The following underlined words and phrases in
sentences reflect special focus or emphasis on
information created.
Focus and emphasis can be expressed in three
different ways:
(1) Phonologically (through special stress and
intonation)
(2) Lexically (through special words and phrases),
(3) Syntactically (through marked word order or
special focus constructions).
The Forms That Focus and Emphasis
Can Take
1. Phonological Form
Examples:
a. JOHN cooked the dinner. (not someone
else)
b. John COOKED the dinner. (as opposed to
doing something else with respect to the
dinner)
2. Lexical Devices
a. Emphatic Do
An entire sentence receives greater emphasis if
the auxiliary is stressed.
Examples:
It does taste nice!
Who does earn that kind of money?
Do come in!
b.
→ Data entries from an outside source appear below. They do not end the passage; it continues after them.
//! Error types for the contact book.
//!
//! This module defines custom error types using `thiserror` for precise error handling.

use crate::domain::ValidationError;
use thiserror::Error;

/// Errors that can occur when operating on records and the address book.
#[derive(Error, Debug, Clone, PartialEq, Eq)]
pub enum AddressBookError {
    /// A field value failed domain validation
    #[error(transparent)]
    Validation(#[from] ValidationError),

    /// The referenced phone number is not stored on the record
    #[error("Phone number not found: {0}")]
    PhoneNotFound(String),

    /// No record exists under the given name
    #[error("Record not found: {0}")]
    RecordNotFound(String),
}

/// Errors that can occur while dispatching a user command.
#[derive(Error, Debug)]
pub enum CommandError {
    /// The command needs more arguments than were supplied
    #[error("Please provide the correct number of arguments: {usage}")]
    MissingArguments { usage: &'static str },

    /// The first token did not name a known command
    #[error("Invalid command: {0}")]
    UnknownCommand(String),

    /// The underlying book operation failed
    #[error(transparent)]
    Book(#[from] AddressBookError),

    /// Failed to render a result as JSON
    #[error("JSON render error: {0}")]
    Json(#[from] serde_json::Error),
}

impl From<ValidationError> for CommandError {
    fn from(err: ValidationError) -> Self {
        Self::Book(AddressBookError::Validation(err))
    }
}

/// Convenience type alias for Results with AddressBookError
pub type BookResult<T> = Result<T, AddressBookError>;

/// Convenience type alias for Results with CommandError
pub type CommandResult<T> = Result<T, CommandError>;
Emphatic Reflexive Pronouns
Emphatic reflexive pronouns generally follow the nouns
they refer.
Examples:
× The president himself has insisted that he is in good
health. .. (International News, 2012)
× The artists themselves rarely saved their work.
(Smithsonian, August 2004)
c. Emphatic Own
Possessive determiners (and sometimes nouns with a
possessive inflection) that modify a head noun can be
made emphatic by the addition of own.
Examples:
It takes a real effort to remind myself of my own priorities.
(Good Housekeeping, January 2012).
They can't handle their own children.
d. Emphatic Adjectives and Adverbs
 Certain adjectives can be used for emphasis
that may occur only in attributive position.
Examples:
a pure delight
an outright lie
a mere child
 Emphatic Adjectives may occur in both attributive
and predicative positions.
Examples:
• A complete victory
The victory was complete.
• Their extreme condemnation
Their condemnation was extreme.
• His great folly
His folly was great.
 Emphatic adverbs intensify adjectives and
verbs.
Examples:
That is totally untrue.
I utterly regret having done that.
I really hope you come.
3. Syntactic Means: Marked Word Order
Marked word order can be defined as the
movement of a constituent into a position in the
sentence where we would not ordinarily expect to
find it.
a. Object-Subject-Verb Word Order
Fronting the object to first position in a sentence tends
to be a stylistic feature of spoken rather than written
English.
Examples:
"I'll tell the grocer. Him I see every day:' (City of Many
Days, Mercury House, 1993)
"Her I would have thrown out of the courtroom... " (CNN
Crossfire, 1993)
Fronted objects can appear in contexts where a
strong contrast is being made:
Him I like; her I don't. (I like him but I don't [like] her.)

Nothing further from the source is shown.